#### Stored data:
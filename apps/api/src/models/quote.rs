use serde::{Deserialize, Serialize};

/// Where a recommended passage comes from.
#[derive(Debug, Clone, Default, PartialEq, Serialize, Deserialize)]
pub struct QuoteSource {
    #[serde(default)]
    pub title: String,
    #[serde(default)]
    pub author: String,
}

/// A literary passage picked by the curator for an uploaded photo.
#[derive(Debug, Clone, PartialEq, Serialize, Deserialize)]
pub struct QuoteRecommendation {
    pub quote: String,
    pub source: QuoteSource,
    /// Why the passage matches the photo.
    #[serde(default)]
    pub commentary: String,
}

/// The quotation typeset onto a story image.
#[derive(Debug, Clone, Default, PartialEq)]
pub struct Quotation {
    pub text: String,
    pub author: String,
    pub title: String,
}

impl Quotation {
    /// `author, 「title」`, as quoted in the design prompt.
    pub fn citation(&self) -> String {
        format!("{}, 「{}」", self.author, self.title)
    }

    /// The attribution line drawn under the quote.
    pub fn attribution(&self) -> String {
        format!("– {}", self.citation())
    }
}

#### REQUIRED WORK:
Please repeat every record above word for word.

#### EXERCISE SOLUTION:
filename apps/api/src/models/quote.rs
use serde::{Deserialize, Serialize};

/// Where a recommended passage comes from.
#[derive(Debug, Clone, Default, PartialEq, Serialize, Deserialize)]
pub struct QuoteSource {
    #[serde(default)]
    pub title: String,
    #[serde(default)]
    pub author: String,
}

/// A literary passage picked by the curator for an uploaded photo.
#[derive(Debug, Clone, PartialEq, Serialize, Deserialize)]
pub struct QuoteRecommendation {
    pub quote: String,
    pub source: QuoteSource,
    /// Why the passage matches the photo.
    #[serde(default)]
    pub commentary: String,
}

/// The quotation typeset onto a story image.
#[derive(Debug, Clone, Default, PartialEq)]
pub struct Quotation {
    pub text: String,
    pub author: String,
    pub title: String,
}

impl Quotation {
    /// `author, 「title」`, as quoted in the design prompt.
    pub fn citation(&self) -> String {
        format!("{}, 「{}」", self.author, self.title)
    }

    /// The attribution line drawn under the quote.
    pub fn attribution(&self) -> String {
        format!("– {}", self.citation())
    }
}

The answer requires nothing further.